■ **Data records**
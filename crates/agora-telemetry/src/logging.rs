//! Structured logging.
//!
//! Logs go through `tracing`; [`init_logging`] installs a `fmt` subscriber
//! that writes either JSON (production) or pretty text (development), with
//! the level taken from `RUST_LOG` when set.
//!
//! ## Example
//!
//! ```rust,ignore
//! use agora_telemetry::{init_logging, LogConfig};
//!
//! init_logging(&LogConfig::production())?;
//! tracing::info!(user_id = 7, "request authenticated");
//! ```

use crate::error::TelemetryError;
use tracing_subscriber::fmt::format::FmtSpan;
use tracing_subscriber::layer::SubscriberExt;
use tracing_subscriber::util::SubscriberInitExt;
use tracing_subscriber::{EnvFilter, Layer};

/// Logging configuration.
#[derive(Debug, Clone)]
pub struct LogConfig {
    /// Whether logging is installed at all.
    pub enabled: bool,
    /// Default filter directive, used when `RUST_LOG` is unset.
    pub level: String,
    /// Emit JSON lines instead of pretty text.
    pub json_format: bool,
    /// Log span close events with their duration.
    pub span_events: bool,
    /// Include file and line numbers.
    pub file_line_info: bool,
    /// Include the module target.
    pub include_target: bool,
}

impl Default for LogConfig {
    fn default() -> Self {
        Self {
            enabled: true,
            level: "info".to_string(),
            json_format: true,
            span_events: false,
            file_line_info: false,
            include_target: true,
        }
    }
}

impl LogConfig {
    /// Pretty, verbose output for local runs.
    #[must_use]
    pub fn development() -> Self {
        Self {
            level: "debug,hyper=info,reqwest=info".to_string(),
            json_format: false,
            span_events: true,
            file_line_info: true,
            ..Self::default()
        }
    }

    /// JSON output at info.
    #[must_use]
    pub fn production() -> Self {
        Self::default()
    }

    /// Sets the default filter directive.
    #[must_use]
    pub fn with_level(mut self, level: impl Into<String>) -> Self {
        self.level = level.into();
        self
    }
}

/// Installs the global subscriber.
///
/// # Errors
///
/// Returns [`TelemetryError::LoggingInit`] if a global subscriber is already
/// installed.
pub fn init_logging(config: &LogConfig) -> Result<(), TelemetryError> {
    if !config.enabled {
        return Ok(());
    }

    let filter = create_env_filter(&config.level);
    let span_events = if config.span_events {
        FmtSpan::CLOSE
    } else {
        FmtSpan::NONE
    };

    let layer = tracing_subscriber::fmt::layer()
        .with_target(config.include_target)
        .with_file(config.file_line_info)
        .with_line_number(config.file_line_info)
        .with_span_events(span_events);

    let layer = if config.json_format {
        layer.json().with_current_span(true).boxed()
    } else {
        layer.pretty().boxed()
    };

    tracing_subscriber::registry()
        .with(layer.with_filter(filter))
        .try_init()
        .map_err(|e| TelemetryError::LoggingInit(e.to_string()))
}

/// Builds a filter from `RUST_LOG`, falling back to `default_level`.
#[must_use]
pub fn create_env_filter(default_level: &str) -> EnvFilter {
    EnvFilter::try_from_default_env()
        .or_else(|_| EnvFilter::try_new(default_level))
        .unwrap_or_else(|_| EnvFilter::new("info"))
}

/// Field names shared by every crate's log events.
pub mod fields {
    /// Request ID.
    pub const REQUEST_ID: &str = "request_id";
    /// Trace ID propagated across services.
    pub const TRACE_ID: &str = "trace_id";
    /// Authenticated user ID.
    pub const USER_ID: &str = "user_id";
    /// HTTP method.
    pub const HTTP_METHOD: &str = "http.method";
    /// Route pattern.
    pub const HTTP_ROUTE: &str = "http.route";
    /// Response status code.
    pub const HTTP_STATUS: &str = "http.status_code";
    /// Duration in milliseconds.
    pub const DURATION_MS: &str = "duration_ms";
    /// Error message.
    pub const ERROR: &str = "error";
}

/// Logs the completion of a request.
#[macro_export]
macro_rules! log_request_complete {
    ($request_id:expr, $route:expr, $status:expr, $duration_ms:expr) => {
        tracing::info!(
            request_id = %$request_id,
            http.route = %$route,
            http.status_code = $status,
            duration_ms = $duration_ms,
            "request completed"
        )
    };
}

/// Logs a request that ended in a server error.
#[macro_export]
macro_rules! log_request_error {
    ($request_id:expr, $route:expr, $error:expr) => {
        tracing::error!(
            request_id = %$request_id,
            http.route = %$route,
            error = %$error,
            "request failed"
        )
    };
}

#[cfg(test)]
mod tests {
    use super::*;

    #[test]
    fn development_is_pretty_and_verbose() {
        let config = LogConfig::development();
        assert!(!config.json_format);
        assert!(config.level.starts_with("debug"));
        assert!(config.file_line_info);
    }

    #[test]
    fn production_is_json() {
        let config = LogConfig::production();
        assert!(config.json_format);
        assert_eq!(config.level, "info");
    }

    #[test]
    fn disabled_logging_is_a_noop() {
        let config = LogConfig {
            enabled: false,
            ..LogConfig::default()
        };
        assert!(init_logging(&config).is_ok());
    }

    #[test]
    fn bad_directive_falls_back() {
        let _ = create_env_filter("not a [valid directive");
    }
}
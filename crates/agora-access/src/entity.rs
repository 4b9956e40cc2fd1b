//! Entity lookup.

use agora_core::{GroupId, PostId, RequestContext, UserId};
use agora_store::{AudienceTag, Database, StoreError};
use async_trait::async_trait;

/// The fields of a visibility-controlled entity the engine reads.
#[derive(Debug, Clone, Copy, PartialEq, Eq)]
pub struct EntityRef {
    /// Entity ID.
    pub id: PostId,
    /// Creator.
    pub creator_id: UserId,
    /// Owning group, zero when none.
    pub group_id: GroupId,
    /// Audience policy.
    pub audience: AudienceTag,
}

/// Read access to entities and their selected audiences.
#[async_trait]
pub trait EntityStore: Send + Sync {
    /// Looks up an entity. `None` when it does not exist.
    async fn entity(&self, ctx: &RequestContext, id: PostId) -> Result<Option<EntityRef>, StoreError>;

    /// Returns `true` if `user` is listed in the entity's selected audience.
    async fn in_selected_audience(
        &self,
        ctx: &RequestContext,
        id: PostId,
        user: UserId,
    ) -> Result<bool, StoreError>;
}

#[async_trait]
impl EntityStore for Database {
    async fn entity(&self, ctx: &RequestContext, id: PostId) -> Result<Option<EntityRef>, StoreError> {
        let post = self.connection_for(ctx).await?.post(id).await?;
        Ok(post.map(|post| EntityRef {
            id: post.id,
            creator_id: post.creator_id,
            group_id: post.group_id,
            audience: post.audience,
        }))
    }

    async fn in_selected_audience(
        &self,
        ctx: &RequestContext,
        id: PostId,
        user: UserId,
    ) -> Result<bool, StoreError> {
        self.connection_for(ctx)
            .await?
            .is_audience_member(id, user)
            .await
    }
}
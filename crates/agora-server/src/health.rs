//! Liveness and readiness.
//!
//! - `/health` answers 200 while the process is serving.
//! - `/ready` answers 200 only while every registered check passes and the
//!   server is not draining; otherwise 503.
//!
//! ```
//! use agora_server::{HealthCheck, ReadinessCheck};
//!
//! let health = HealthCheck::new("agora-gateway", "0.1.0");
//! assert_eq!(health.status().status(), "healthy");
//!
//! let readiness = ReadinessCheck::new().add_check("database", || true);
//! assert!(readiness.is_ready());
//! readiness.set_ready(false);
//! assert!(!readiness.is_ready());
//! ```

use agora_middleware::{Response, ResponseExt};
use http::StatusCode;
use serde::{Deserialize, Serialize};
use std::collections::BTreeMap;
use std::sync::atomic::{AtomicBool, Ordering};
use std::sync::Arc;
use std::time::{Duration, Instant};

/// Body of `/health`.
#[derive(Debug, Clone, Serialize, Deserialize, PartialEq, Eq)]
pub struct HealthStatus {
    status: String,
    service: String,
    version: String,
    uptime_seconds: u64,
}

impl HealthStatus {
    /// `"healthy"` while serving.
    #[must_use]
    pub fn status(&self) -> &str {
        &self.status
    }

    /// Service name.
    #[must_use]
    pub fn service(&self) -> &str {
        &self.service
    }

    /// Service version.
    #[must_use]
    pub fn version(&self) -> &str {
        &self.version
    }

    /// Whole seconds since start.
    #[must_use]
    pub const fn uptime_seconds(&self) -> u64 {
        self.uptime_seconds
    }
}

/// Liveness probe.
#[derive(Debug, Clone)]
pub struct HealthCheck {
    service: String,
    version: String,
    started: Instant,
}

impl HealthCheck {
    /// Starts the uptime clock.
    #[must_use]
    pub fn new(service: impl Into<String>, version: impl Into<String>) -> Self {
        Self {
            service: service.into(),
            version: version.into(),
            started: Instant::now(),
        }
    }

    /// Current status.
    #[must_use]
    pub fn status(&self) -> HealthStatus {
        HealthStatus {
            status: "healthy".to_string(),
            service: self.service.clone(),
            version: self.version.clone(),
            uptime_seconds: self.uptime().as_secs(),
        }
    }

    /// Time since start.
    #[must_use]
    pub fn uptime(&self) -> Duration {
        self.started.elapsed()
    }

    /// Renders the `/health` response.
    #[must_use]
    pub fn response(&self) -> Response {
        Response::json(StatusCode::OK, &serde_json::json!(self.status()))
    }
}

/// Body of `/ready`.
#[derive(Debug, Clone, Serialize, Deserialize, PartialEq, Eq)]
pub struct ReadinessStatus {
    ready: bool,
    checks: BTreeMap<String, bool>,
}

impl ReadinessStatus {
    /// Whether traffic should be sent here.
    #[must_use]
    pub const fn is_ready(&self) -> bool {
        self.ready
    }

    /// Result of one named check.
    #[must_use]
    pub fn check(&self, name: &str) -> Option<bool> {
        self.checks.get(name).copied()
    }
}

type CheckFn = Arc<dyn Fn() -> bool + Send + Sync>;

/// Readiness probe: named checks plus a switch flipped off while draining.
#[derive(Clone)]
pub struct ReadinessCheck {
    checks: Vec<(String, CheckFn)>,
    accepting: Arc<AtomicBool>,
}

impl std::fmt::Debug for ReadinessCheck {
    fn fmt(&self, f: &mut std::fmt::Formatter<'_>) -> std::fmt::Result {
        f.debug_struct("ReadinessCheck")
            .field("checks", &self.checks.iter().map(|(n, _)| n).collect::<Vec<_>>())
            .field("accepting", &self.accepting.load(Ordering::SeqCst))
            .finish()
    }
}

impl ReadinessCheck {
    /// Ready, with no checks.
    #[must_use]
    pub fn new() -> Self {
        Self {
            checks: Vec::new(),
            accepting: Arc::new(AtomicBool::new(true)),
        }
    }

    /// Adds a named check.
    #[must_use]
    pub fn add_check<F>(mut self, name: impl Into<String>, check: F) -> Self
    where
        F: Fn() -> bool + Send + Sync + 'static,
    {
        self.checks.push((name.into(), Arc::new(check)));
        self
    }

    /// Flips the draining switch. Shared by every clone.
    pub fn set_ready(&self, ready: bool) {
        self.accepting.store(ready, Ordering::SeqCst);
    }

    /// Evaluates the checks.
    #[must_use]
    pub fn status(&self) -> ReadinessStatus {
        let checks: BTreeMap<String, bool> = self
            .checks
            .iter()
            .map(|(name, check)| (name.clone(), check()))
            .collect();
        let ready = self.accepting.load(Ordering::SeqCst) && checks.values().all(|ok| *ok);
        ReadinessStatus { ready, checks }
    }

    /// Shorthand for `status().is_ready()`.
    #[must_use]
    pub fn is_ready(&self) -> bool {
        self.status().is_ready()
    }

    /// Renders the `/ready` response.
    #[must_use]
    pub fn response(&self) -> Response {
        let status = self.status();
        let code = if status.is_ready() {
            StatusCode::OK
        } else {
            StatusCode::SERVICE_UNAVAILABLE
        };
        Response::json(code, &serde_json::json!(status))
    }
}

impl Default for ReadinessCheck {
    fn default() -> Self {
        Self::new()
    }
}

■ **Prompt**
Considering only the material above, set down every line from the one with "impl EntityStore for" to the one with "pub fn version(&self)", inclusive, exactly as written.

■ **Solution for this task**
impl EntityStore for Database {
    async fn entity(&self, ctx: &RequestContext, id: PostId) -> Result<Option<EntityRef>, StoreError> {
        let post = self.connection_for(ctx).await?.post(id).await?;
        Ok(post.map(|post| EntityRef {
            id: post.id,
            creator_id: post.creator_id,
            group_id: post.group_id,
            audience: post.audience,
        }))
    }

    async fn in_selected_audience(
        &self,
        ctx: &RequestContext,
        id: PostId,
        user: UserId,
    ) -> Result<bool, StoreError> {
        self.connection_for(ctx)
            .await?
            .is_audience_member(id, user)
            .await
    }
}
filename crates/agora-server/src/health.rs
//! Liveness and readiness.
//!
//! - `/health` answers 200 while the process is serving.
//! - `/ready` answers 200 only while every registered check passes and the
//!   server is not draining; otherwise 503.
//!
//! ```
//! use agora_server::{HealthCheck, ReadinessCheck};
//!
//! let health = HealthCheck::new("agora-gateway", "0.1.0");
//! assert_eq!(health.status().status(), "healthy");
//!
//! let readiness = ReadinessCheck::new().add_check("database", || true);
//! assert!(readiness.is_ready());
//! readiness.set_ready(false);
//! assert!(!readiness.is_ready());
//! ```

use agora_middleware::{Response, ResponseExt};
use http::StatusCode;
use serde::{Deserialize, Serialize};
use std::collections::BTreeMap;
use std::sync::atomic::{AtomicBool, Ordering};
use std::sync::Arc;
use std::time::{Duration, Instant};

/// Body of `/health`.
#[derive(Debug, Clone, Serialize, Deserialize, PartialEq, Eq)]
pub struct HealthStatus {
    status: String,
    service: String,
    version: String,
    uptime_seconds: u64,
}

impl HealthStatus {
    /// `"healthy"` while serving.
    #[must_use]
    pub fn status(&self) -> &str {
        &self.status
    }

    /// Service name.
    #[must_use]
    pub fn service(&self) -> &str {
        &self.service
    }

    /// Service version.
    #[must_use]
    pub fn version(&self) -> &str {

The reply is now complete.